===== Excerpted data =====
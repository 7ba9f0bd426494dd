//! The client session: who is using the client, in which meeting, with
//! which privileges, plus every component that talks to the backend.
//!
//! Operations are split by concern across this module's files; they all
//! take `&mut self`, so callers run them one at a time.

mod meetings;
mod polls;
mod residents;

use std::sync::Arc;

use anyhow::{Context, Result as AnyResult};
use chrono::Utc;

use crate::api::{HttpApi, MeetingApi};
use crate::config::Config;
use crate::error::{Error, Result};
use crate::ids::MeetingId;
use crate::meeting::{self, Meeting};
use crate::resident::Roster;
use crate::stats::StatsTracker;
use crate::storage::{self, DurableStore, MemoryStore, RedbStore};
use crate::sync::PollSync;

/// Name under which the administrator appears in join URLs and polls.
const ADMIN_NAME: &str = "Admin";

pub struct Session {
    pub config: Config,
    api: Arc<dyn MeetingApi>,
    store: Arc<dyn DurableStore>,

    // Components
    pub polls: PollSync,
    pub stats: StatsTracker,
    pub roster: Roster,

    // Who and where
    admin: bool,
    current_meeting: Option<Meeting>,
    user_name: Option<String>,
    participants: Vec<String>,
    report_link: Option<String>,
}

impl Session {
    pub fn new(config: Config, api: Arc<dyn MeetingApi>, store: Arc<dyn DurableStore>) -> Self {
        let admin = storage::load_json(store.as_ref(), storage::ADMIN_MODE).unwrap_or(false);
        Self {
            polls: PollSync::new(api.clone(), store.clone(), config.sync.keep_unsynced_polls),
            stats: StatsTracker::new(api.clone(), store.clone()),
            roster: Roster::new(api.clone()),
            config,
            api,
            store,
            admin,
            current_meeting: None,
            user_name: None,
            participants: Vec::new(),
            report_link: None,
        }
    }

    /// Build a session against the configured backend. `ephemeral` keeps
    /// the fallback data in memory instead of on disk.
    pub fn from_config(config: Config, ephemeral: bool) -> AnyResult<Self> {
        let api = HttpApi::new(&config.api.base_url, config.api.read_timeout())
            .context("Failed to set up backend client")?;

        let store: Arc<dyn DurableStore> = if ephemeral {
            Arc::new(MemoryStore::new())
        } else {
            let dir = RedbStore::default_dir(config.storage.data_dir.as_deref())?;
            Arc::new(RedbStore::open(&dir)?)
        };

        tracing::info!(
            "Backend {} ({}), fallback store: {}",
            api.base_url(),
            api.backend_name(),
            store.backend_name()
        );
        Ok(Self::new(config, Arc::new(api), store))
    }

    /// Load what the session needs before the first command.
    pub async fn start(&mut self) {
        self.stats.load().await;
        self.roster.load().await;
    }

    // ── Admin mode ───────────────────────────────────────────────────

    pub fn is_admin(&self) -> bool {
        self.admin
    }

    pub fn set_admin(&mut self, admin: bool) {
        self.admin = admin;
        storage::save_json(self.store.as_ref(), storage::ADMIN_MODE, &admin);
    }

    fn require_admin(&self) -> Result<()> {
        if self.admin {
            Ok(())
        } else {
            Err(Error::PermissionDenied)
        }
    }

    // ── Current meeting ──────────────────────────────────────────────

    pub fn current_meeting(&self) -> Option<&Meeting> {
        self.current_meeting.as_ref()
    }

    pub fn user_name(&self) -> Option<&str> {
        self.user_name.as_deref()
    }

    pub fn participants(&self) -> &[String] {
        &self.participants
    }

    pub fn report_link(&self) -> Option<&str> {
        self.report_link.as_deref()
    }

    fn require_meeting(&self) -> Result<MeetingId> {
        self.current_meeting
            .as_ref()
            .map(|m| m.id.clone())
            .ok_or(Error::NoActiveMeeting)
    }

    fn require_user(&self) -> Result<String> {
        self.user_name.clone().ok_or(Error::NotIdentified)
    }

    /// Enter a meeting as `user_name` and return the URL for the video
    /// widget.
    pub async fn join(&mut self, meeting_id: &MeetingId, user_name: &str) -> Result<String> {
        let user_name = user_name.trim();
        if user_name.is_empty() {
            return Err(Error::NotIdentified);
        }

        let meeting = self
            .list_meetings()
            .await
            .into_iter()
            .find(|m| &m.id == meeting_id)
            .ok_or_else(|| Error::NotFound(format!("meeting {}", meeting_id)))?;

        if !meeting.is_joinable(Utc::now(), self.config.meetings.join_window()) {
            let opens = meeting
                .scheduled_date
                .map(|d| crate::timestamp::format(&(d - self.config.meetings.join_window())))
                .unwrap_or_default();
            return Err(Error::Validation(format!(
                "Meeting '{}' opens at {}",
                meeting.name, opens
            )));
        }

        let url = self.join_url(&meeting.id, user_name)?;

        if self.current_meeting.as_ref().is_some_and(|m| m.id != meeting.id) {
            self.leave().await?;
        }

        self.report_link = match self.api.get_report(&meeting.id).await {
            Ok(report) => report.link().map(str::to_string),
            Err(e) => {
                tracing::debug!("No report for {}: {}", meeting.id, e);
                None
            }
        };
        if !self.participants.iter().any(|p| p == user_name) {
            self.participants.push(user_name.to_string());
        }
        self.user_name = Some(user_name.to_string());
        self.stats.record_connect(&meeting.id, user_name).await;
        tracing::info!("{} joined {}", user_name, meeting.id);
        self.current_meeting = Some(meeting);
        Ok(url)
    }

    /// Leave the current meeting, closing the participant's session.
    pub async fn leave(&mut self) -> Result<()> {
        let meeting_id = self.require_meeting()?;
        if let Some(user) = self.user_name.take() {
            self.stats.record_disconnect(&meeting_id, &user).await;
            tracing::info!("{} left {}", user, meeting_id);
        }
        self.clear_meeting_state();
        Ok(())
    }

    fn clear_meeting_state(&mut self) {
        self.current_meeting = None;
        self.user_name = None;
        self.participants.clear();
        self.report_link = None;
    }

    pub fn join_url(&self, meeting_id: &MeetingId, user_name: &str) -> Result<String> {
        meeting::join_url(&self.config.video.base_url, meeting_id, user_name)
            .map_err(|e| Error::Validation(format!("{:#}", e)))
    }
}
=====
Find how many lines in the entries above have the string "info" and report only that number.

## Response:
3